THE RECORDS:
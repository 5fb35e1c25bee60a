use anyhow::Result;
use likebot::config::{Config, ProviderKind};
use likebot::engine::pacing::HumanPacing;
use likebot::links;
use likebot::pipeline::{Outcome, RunSummary, TerminationReason, TraversalLoop};
use likebot::provider::{instagram::Instagram, tiktok::TikTok, ProviderAdapter};
use likebot::session::BrowserSession;
use likebot::view::cdp::CdpView;
use std::path::Path;
use tokio::sync::watch;
use tracing_subscriber::EnvFilter;

#[tokio::main]
async fn main() -> Result<()> {
    tracing_subscriber::fmt()
        .with_env_filter(
            EnvFilter::try_from_default_env().unwrap_or_else(|_| EnvFilter::new("likebot=info")),
        )
        .init();

    let config = Config::load_or_default(Path::new("config.toml"))?;

    let links = links::load_links(&config.links).await?;
    if links.is_empty() {
        tracing::error!(file = %config.links.file, "no valid links to process");
        return Ok(());
    }

    // Ctrl-C flips the stop flag; the loop observes it at round and item
    // boundaries so a mutation is never cancelled mid-flight.
    let (stop_tx, stop_rx) = watch::channel(false);
    tokio::spawn(async move {
        if tokio::signal::ctrl_c().await.is_ok() {
            tracing::warn!("stop requested, finishing the current item");
            let _ = stop_tx.send(true);
        }
    });

    let session = BrowserSession::launch(&config.session).await?;

    let result = match config.provider {
        ProviderKind::Tiktok => run(&TikTok, &session, &config, &links, stop_rx).await,
        ProviderKind::Instagram => run(&Instagram, &session, &config, &links, stop_rx).await,
    };

    session.close().await?;

    let summary = result?;
    tracing::info!(
        processed = summary.links_processed,
        skipped = summary.links_skipped,
        items_seen = summary.total_seen,
        items_acted = summary.total_acted,
        "run complete"
    );
    Ok(())
}

async fn run<A: ProviderAdapter<CdpView>>(
    adapter: &A,
    session: &BrowserSession,
    config: &Config,
    links: &[String],
    stop: watch::Receiver<bool>,
) -> Result<RunSummary> {
    let probe = adapter.login_probe();
    session
        .ensure_logged_in(adapter.origin(), &probe, &config.session)
        .await?;

    let pacing = Box::new(HumanPacing::new(config.pacing.clone()));
    let mut traversal = TraversalLoop::new(session.view(), adapter, config, pacing, stop.clone());

    let mut summary = RunSummary::default();
    let total = links.len();
    for (index, link) in links.iter().enumerate() {
        if *stop.borrow() {
            tracing::info!(remaining = total - index, "stopping before next link");
            break;
        }

        // A challenge-blocked link still yields an outcome so the
        // aggregate counts cover every link in the input.
        if let Err(e) = session.resolve_challenge(&probe, &config.session).await {
            tracing::warn!(link, error = %e, "challenge unresolved, skipping link");
            summary.record(&Outcome {
                link: link.clone(),
                items_seen: 0,
                items_acted: 0,
                reason: TerminationReason::Aborted,
            });
            continue;
        }

        let outcome = traversal.run_link(link).await;
        tracing::info!(
            link = %outcome.link,
            items_seen = outcome.items_seen,
            items_acted = outcome.items_acted,
            reason = ?outcome.reason,
            progress = %format!("{}/{}", index + 1, total),
            "link finished"
        );
        summary.record(&outcome);

        if index + 1 < total {
            traversal.pause_between_links().await;
        }
    }

    Ok(summary)
}
//! Per-provider adapters over the generic traversal engine.
//!
//! Each concrete feed provider supplies only the structural knowledge the
//! engine cannot share: where the comment list lives, what an item looks
//! like, how to derive an item's identity, and how to find and read its
//! like control. Dedup, stagnation, pacing, retry and termination are all
//! provider-independent.

pub mod instagram;
pub mod tiktok;

use crate::engine::key::KeyInput;
use crate::view::{ViewError, ViewSession};
use async_trait::async_trait;
use std::time::Duration;

/// Readable state of an item's action control.
#[derive(Debug, Clone, Copy, PartialEq, Eq)]
pub enum ActionState {
    Engaged,
    NotEngaged,
    /// The control exists but its state could not be interpreted. Never
    /// acted on blindly.
    Indeterminate,
}

/// Selectors for classifying the page's login/challenge state.
#[derive(Debug, Clone, Copy)]
pub struct LoginProbe {
    pub login_button: &'static str,
    pub avatar: &'static str,
    pub challenge: &'static str,
}

#[async_trait]
pub trait ProviderAdapter<V: ViewSession>: Send + Sync {
    fn name(&self) -> &'static str;

    /// Origin the session cookies belong to.
    fn origin(&self) -> &'static str;

    /// Control that opens the comment feed on a post page.
    fn comments_control_selector(&self) -> &'static str;

    /// Structural anchor of the comment list.
    fn list_anchor_selector(&self) -> &'static str;

    /// One rendered comment entry, relative to the anchor.
    fn item_selector(&self) -> &'static str;

    fn login_probe(&self) -> LoginProbe;

    /// Bound on the visible-text prefix used for key derivation.
    fn key_prefix_chars(&self) -> usize {
        180
    }

    /// Extract the raw identity inputs from one rendered item.
    async fn key_input(&self, view: &V, item: &V::Handle) -> Result<KeyInput, ViewError>;

    /// Locate the item's like control. Absence is `Ok(None)`.
    async fn action_control(
        &self,
        view: &V,
        item: &V::Handle,
    ) -> Result<Option<V::Handle>, ViewError>;

    /// Read whether the control is already engaged.
    async fn action_state(&self, view: &V, control: &V::Handle)
        -> Result<ActionState, ViewError>;

    /// One attempt to open the comment feed for a link: navigate, wait for
    /// readiness, click the comments control, wait for the list anchor.
    /// The traversal loop owns the retry budget.
    async fn open_feed(&self, view: &V, url: &str) -> Result<(), ViewError> {
        view.navigate(url).await?;
        view.wait_ready(Duration::from_secs(10)).await?;

        // Some posts render the list without the control; require the
        // anchor, tolerate a missing or unclickable control.
        match view
            .find_anchor(self.comments_control_selector(), Duration::from_secs(8))
            .await
        {
            Ok(control) => {
                if let Err(e) = view.click(&control).await {
                    if e.is_fatal() {
                        return Err(e);
                    }
                    tracing::debug!(provider = self.name(), error = %e, "comments control click failed");
                }
            }
            Err(e) if e.is_fatal() => return Err(e),
            Err(e) => {
                tracing::debug!(provider = self.name(), error = %e, "comments control not found");
            }
        }

        view.find_anchor(self.list_anchor_selector(), Duration::from_secs(12))
            .await?;
        Ok(())
    }
}
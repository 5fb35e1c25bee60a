//! Per-item error containment, confirm-retry, and idempotence.

mod common;

use common::{numbered_items, FakeItem, ScriptedView, TestAdapter};
use likebot::config::Config;
use likebot::engine::pacing::DisabledPacing;
use likebot::pipeline::{Outcome, TerminationReason, TraversalLoop};
use tokio::sync::watch;

fn test_config() -> Config {
    let mut config = Config::default();
    config.traversal.stagnation_threshold = 1;
    config.traversal.action_confirm_retries = 1;
    config
}

async fn run_once(view: &ScriptedView, config: &Config) -> Outcome {
    let (_tx, rx) = watch::channel(false);
    let mut traversal =
        TraversalLoop::new(view, &TestAdapter, config, Box::new(DisabledPacing::new()), rx);
    traversal.run_link("https://feed.test/v/0").await
}

#[tokio::test]
async fn test_probe_failure_contained_to_one_item() {
    // The middle item's state probe always fails; its neighbours must
    // still be evaluated and acted on.
    let items = vec![
        FakeItem::new("first"),
        FakeItem::new("second").probe_fails(10),
        FakeItem::new("third"),
    ];
    let view = ScriptedView::single_round(items);
    let outcome = run_once(&view, &test_config()).await;

    assert_eq!(outcome.reason, TerminationReason::Exhausted);
    assert_eq!(outcome.items_seen, 3);
    assert_eq!(outcome.items_acted, 2);
    assert_eq!(view.clicks(0), 1);
    assert_eq!(view.clicks(1), 0);
    assert_eq!(view.clicks(2), 1);
}

#[tokio::test]
async fn test_transient_probe_error_consumes_item_for_the_session() {
    // One failed probe downgrades the item permanently: its key is
    // already seen, so a later round does not retry it.
    let items = vec![FakeItem::new("flaky").probe_fails(1)];
    let view = ScriptedView::new(items, vec![vec![0], vec![0]]);
    let outcome = run_once(&view, &test_config()).await;

    assert_eq!(outcome.items_seen, 1);
    assert_eq!(outcome.items_acted, 0);
    assert_eq!(view.clicks(0), 0);
}

#[tokio::test]
async fn test_unconfirmed_click_retried_exactly_once() {
    let items = vec![
        // Sticks on the second click: confirmed on the retry.
        FakeItem::new("slow to stick").needs_clicks(2),
        // Never sticks: one initial click plus one retry, then dropped.
        FakeItem::new("never sticks").never_sticks(),
    ];
    let view = ScriptedView::single_round(items);
    let outcome = run_once(&view, &test_config()).await;

    assert_eq!(outcome.items_acted, 1);
    assert_eq!(view.clicks(0), 2);
    assert!(view.item_engaged(0));
    assert_eq!(view.clicks(1), 2);
    assert!(!view.item_engaged(1));
}

#[tokio::test]
async fn test_already_engaged_item_never_reclicked() {
    let items = vec![FakeItem::new("old favourite").engaged(), FakeItem::new("new")];
    let view = ScriptedView::new(items, vec![vec![0, 1], vec![0, 1]]);
    let outcome = run_once(&view, &test_config()).await;

    // AlreadyDone counts as seen but never as acted, and repeated
    // discovery never toggles it off.
    assert_eq!(outcome.items_seen, 2);
    assert_eq!(outcome.items_acted, 1);
    assert_eq!(view.clicks(0), 0);
    assert!(view.item_engaged(0));
}

#[tokio::test]
async fn test_acting_twice_across_links_stays_idempotent() {
    // The same feed processed as two independent links: the second pass
    // finds everything already engaged and mutates nothing.
    let view = ScriptedView::new(numbered_items(3), vec![(0..3).collect()]);
    let config = test_config();

    let (_tx, rx) = watch::channel(false);
    let mut traversal =
        TraversalLoop::new(&view, &TestAdapter, &config, Box::new(DisabledPacing::new()), rx);

    let first = traversal.run_link("https://feed.test/v/1").await;
    assert_eq!(first.items_acted, 3);

    let second = traversal.run_link("https://feed.test/v/1").await;
    assert_eq!(second.items_seen, 3);
    assert_eq!(second.items_acted, 0);
    assert_eq!(view.total_clicks(), 3);
}

#[tokio::test]
async fn test_missing_control_drops_item_only() {
    let items = vec![FakeItem::new("no button").no_control(), FakeItem::new("fine")];
    let view = ScriptedView::single_round(items);
    let outcome = run_once(&view, &test_config()).await;

    assert_eq!(outcome.items_seen, 2);
    assert_eq!(outcome.items_acted, 1);
    assert_eq!(view.clicks(1), 1);
}

#[tokio::test]
async fn test_indeterminate_state_is_never_clicked_blindly() {
    let items = vec![FakeItem::new("unreadable").indeterminate_state()];
    let view = ScriptedView::single_round(items);
    let outcome = run_once(&view, &test_config()).await;

    assert_eq!(outcome.items_seen, 1);
    assert_eq!(outcome.items_acted, 0);
    assert_eq!(view.clicks(0), 0);
}
//! Chrome DevTools Protocol implementation of [`ViewSession`].
//!
//! One `CdpView` wraps one chromiumoxide [`Page`]. Element handles are CDP
//! remote-object references and go stale whenever the page re-renders,
//! which the engine already treats as a round-scoped capability.

use super::{ViewError, ViewSession};
use async_trait::async_trait;
use chromiumoxide::error::CdpError;
use chromiumoxide::{Element, Page};
use std::time::Duration;
use tokio::time::Instant;

const POLL_INTERVAL: Duration = Duration::from_millis(250);

pub struct CdpView {
    page: Page,
}

impl CdpView {
    pub fn new(page: Page) -> Self {
        Self { page }
    }

    /// The underlying page, for session-level operations (cookies).
    pub fn page(&self) -> &Page {
        &self.page
    }
}

/// Map a chromiumoxide error onto the engine's transient-vs-fatal
/// taxonomy. Transport failures mean the browser is gone; everything else
/// is a race with the renderer and retryable.
fn classify(err: CdpError) -> ViewError {
    match err {
        CdpError::Ws(e) => ViewError::SessionFatal(format!("websocket: {e}")),
        CdpError::Io(e) => ViewError::SessionFatal(format!("io: {e}")),
        CdpError::ChannelSendError(e) => ViewError::SessionFatal(format!("handler gone: {e}")),
        CdpError::NoResponse => ViewError::SessionFatal("no response from chrome".to_string()),
        CdpError::Timeout => ViewError::Transient("cdp call timed out".to_string()),
        CdpError::NotFound => ViewError::Transient("node not found".to_string()),
        other => {
            let msg = other.to_string();
            if msg.contains("node") || msg.contains("Node") || msg.contains("object id") {
                ViewError::ElementStale
            } else {
                ViewError::Transient(msg)
            }
        }
    }
}

#[async_trait]
impl ViewSession for CdpView {
    type Handle = Element;

    async fn navigate(&self, url: &str) -> Result<(), ViewError> {
        tracing::debug!(url, "navigating");
        self.page.goto(url).await.map_err(classify)?;
        Ok(())
    }

    async fn wait_ready(&self, timeout: Duration) -> Result<(), ViewError> {
        let deadline = Instant::now() + timeout;
        loop {
            match self.page.evaluate("document.readyState").await {
                Ok(result) => {
                    let state: Option<String> = result.into_value().ok();
                    if matches!(state.as_deref(), Some("interactive" | "complete")) {
                        return Ok(());
                    }
                }
                Err(e) => {
                    let e = classify(e);
                    if e.is_fatal() {
                        return Err(e);
                    }
                }
            }
            if Instant::now() >= deadline {
                return Err(ViewError::Transient(
                    "document never became interactive".to_string(),
                ));
            }
            tokio::time::sleep(POLL_INTERVAL).await;
        }
    }

    async fn find_anchor(
        &self,
        selector: &str,
        timeout: Duration,
    ) -> Result<Self::Handle, ViewError> {
        let deadline = Instant::now() + timeout;
        loop {
            match self.page.find_element(selector).await {
                Ok(element) => return Ok(element),
                Err(e) => {
                    let e = classify(e);
                    if e.is_fatal() {
                        return Err(e);
                    }
                }
            }
            if Instant::now() >= deadline {
                return Err(ViewError::ContainerNotFound(selector.to_string()));
            }
            tokio::time::sleep(POLL_INTERVAL).await;
        }
    }

    async fn find_all(
        &self,
        root: &Self::Handle,
        selector: &str,
    ) -> Result<Vec<Self::Handle>, ViewError> {
        match root.find_elements(selector).await {
            Ok(elements) => Ok(elements),
            // No matches is an empty snapshot, not an error.
            Err(CdpError::NotFound) => Ok(Vec::new()),
            Err(e) => Err(classify(e)),
        }
    }

    async fn find_in(
        &self,
        root: &Self::Handle,
        selector: &str,
    ) -> Result<Option<Self::Handle>, ViewError> {
        match root.find_element(selector).await {
            Ok(element) => Ok(Some(element)),
            Err(CdpError::NotFound) => Ok(None),
            Err(e) => Err(classify(e)),
        }
    }

    async fn read_attribute(
        &self,
        handle: &Self::Handle,
        name: &str,
    ) -> Result<Option<String>, ViewError> {
        handle.attribute(name).await.map_err(classify)
    }

    async fn read_text(&self, handle: &Self::Handle) -> Result<String, ViewError> {
        let text = handle.inner_text().await.map_err(classify)?;
        Ok(text.unwrap_or_default())
    }

    async fn click(&self, handle: &Self::Handle) -> Result<(), ViewError> {
        handle.click().await.map_err(classify)?;
        Ok(())
    }

    async fn scroll_into_view(&self, handle: &Self::Handle) -> Result<(), ViewError> {
        handle.scroll_into_view().await.map_err(classify)?;
        Ok(())
    }

    async fn scroll_element_by(
        &self,
        handle: &Self::Handle,
        delta_px: i64,
    ) -> Result<(), ViewError> {
        handle
            .call_js_fn(
                format!("function() {{ this.scrollTop += {delta_px}; }}"),
                false,
            )
            .await
            .map_err(classify)?;
        Ok(())
    }

    async fn scroll_window_by(&self, delta_px: i64) -> Result<(), ViewError> {
        self.page
            .evaluate(format!("window.scrollBy(0, {delta_px})"))
            .await
            .map_err(classify)?;
        Ok(())
    }
}
//! Randomized pacing so the traversal rate resembles organic reading.
//!
//! Purely temporal shaping: pacing decides how long to pause and whether
//! to skip or back-scroll, never whether the traversal is correct or done.
//! Callers perform the actual sleeps so a disabled strategy makes the
//! whole engine deterministic in tests.

use crate::config::PacingConfig;
use rand::rngs::StdRng;
use rand::{Rng, SeedableRng};
use std::time::Duration;

pub trait Pacing: Send {
    /// Total scroll distance for the next cursor advance, in pixels.
    fn scroll_delta(&mut self) -> u32;
    /// Pause between scroll sub-steps.
    fn scroll_pause(&mut self) -> Duration;
    /// Pause surrounding an action attempt.
    fn action_pause(&mut self) -> Duration;
    /// Occasional materially longer "reading break".
    fn long_pause(&mut self) -> Option<Duration>;
    /// Whether to skip an otherwise-eligible item.
    fn skip_item(&mut self) -> bool;
    /// Whether to back-scroll after this round.
    fn retreat(&mut self) -> bool;
    /// Reverse-scroll distance, in pixels.
    fn retreat_delta(&mut self) -> u32;
    /// Pause between links.
    fn between_links_pause(&mut self) -> Duration;
    /// Backoff before re-trying to open a feed, growing with the attempt.
    fn feed_open_backoff(&mut self, attempt: u32) -> Duration;
}

/// Production pacing: uniform draws from the configured ranges.
pub struct HumanPacing {
    config: PacingConfig,
    rng: StdRng,
}

impl HumanPacing {
    pub fn new(config: PacingConfig) -> Self {
        Self {
            config,
            rng: StdRng::from_entropy(),
        }
    }

    /// Fixed-seed constructor for reproducible runs and tests.
    pub fn seeded(config: PacingConfig, seed: u64) -> Self {
        Self {
            config,
            rng: StdRng::seed_from_u64(seed),
        }
    }

    fn secs_in(&mut self, range: [f64; 2]) -> Duration {
        let [lo, hi] = range;
        let secs = if hi > lo { self.rng.gen_range(lo..=hi) } else { lo };
        Duration::from_secs_f64(secs.max(0.0))
    }

    fn px_in(&mut self, range: [u32; 2]) -> u32 {
        let [lo, hi] = range;
        if hi > lo {
            self.rng.gen_range(lo..=hi)
        } else {
            lo
        }
    }
}

impl Pacing for HumanPacing {
    fn scroll_delta(&mut self) -> u32 {
        self.px_in(self.config.scroll_delta_range)
    }

    fn scroll_pause(&mut self) -> Duration {
        self.secs_in(self.config.scroll_pause_range)
    }

    fn action_pause(&mut self) -> Duration {
        self.secs_in(self.config.action_pause_range)
    }

    fn long_pause(&mut self) -> Option<Duration> {
        if self.rng.gen::<f64>() < self.config.long_pause_probability {
            Some(self.secs_in(self.config.long_pause_range))
        } else {
            None
        }
    }

    fn skip_item(&mut self) -> bool {
        self.rng.gen::<f64>() < self.config.skip_probability
    }

    fn retreat(&mut self) -> bool {
        self.rng.gen::<f64>() < self.config.retreat_probability
    }

    fn retreat_delta(&mut self) -> u32 {
        self.px_in(self.config.retreat_delta_range)
    }

    fn between_links_pause(&mut self) -> Duration {
        self.secs_in(self.config.between_links_range)
    }

    fn feed_open_backoff(&mut self, attempt: u32) -> Duration {
        let base = self.secs_in(self.config.feed_open_backoff_range);
        base.mul_f64(f64::from(attempt.max(1)))
    }
}

/// Pacing with all randomness removed: zero pauses, never skips, never
/// retreats. Used by the deterministic tests.
pub struct DisabledPacing {
    scroll_delta: u32,
}

impl DisabledPacing {
    pub fn new() -> Self {
        Self { scroll_delta: 600 }
    }
}

impl Default for DisabledPacing {
    fn default() -> Self {
        Self::new()
    }
}

impl Pacing for DisabledPacing {
    fn scroll_delta(&mut self) -> u32 {
        self.scroll_delta
    }

    fn scroll_pause(&mut self) -> Duration {
        Duration::ZERO
    }

    fn action_pause(&mut self) -> Duration {
        Duration::ZERO
    }

    fn long_pause(&mut self) -> Option<Duration> {
        None
    }

    fn skip_item(&mut self) -> bool {
        false
    }

    fn retreat(&mut self) -> bool {
        false
    }

    fn retreat_delta(&mut self) -> u32 {
        0
    }

    fn between_links_pause(&mut self) -> Duration {
        Duration::ZERO
    }

    fn feed_open_backoff(&mut self, _attempt: u32) -> Duration {
        Duration::ZERO
    }
}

ACTIVITY:
All lines with the word "engine" should be copied from the material above.

EXERCISE RESULT:
use likebot::engine::pacing::HumanPacing;
//! Per-provider adapters over the generic traversal engine.
//! engine cannot share: where the comment list lives, what an item looks
use crate::engine::key::KeyInput;
use likebot::engine::pacing::DisabledPacing;
//! which the engine already treats as a round-scoped capability.
/// Map a chromiumoxide error onto the engine's transient-vs-fatal
//! whole engine deterministic in tests.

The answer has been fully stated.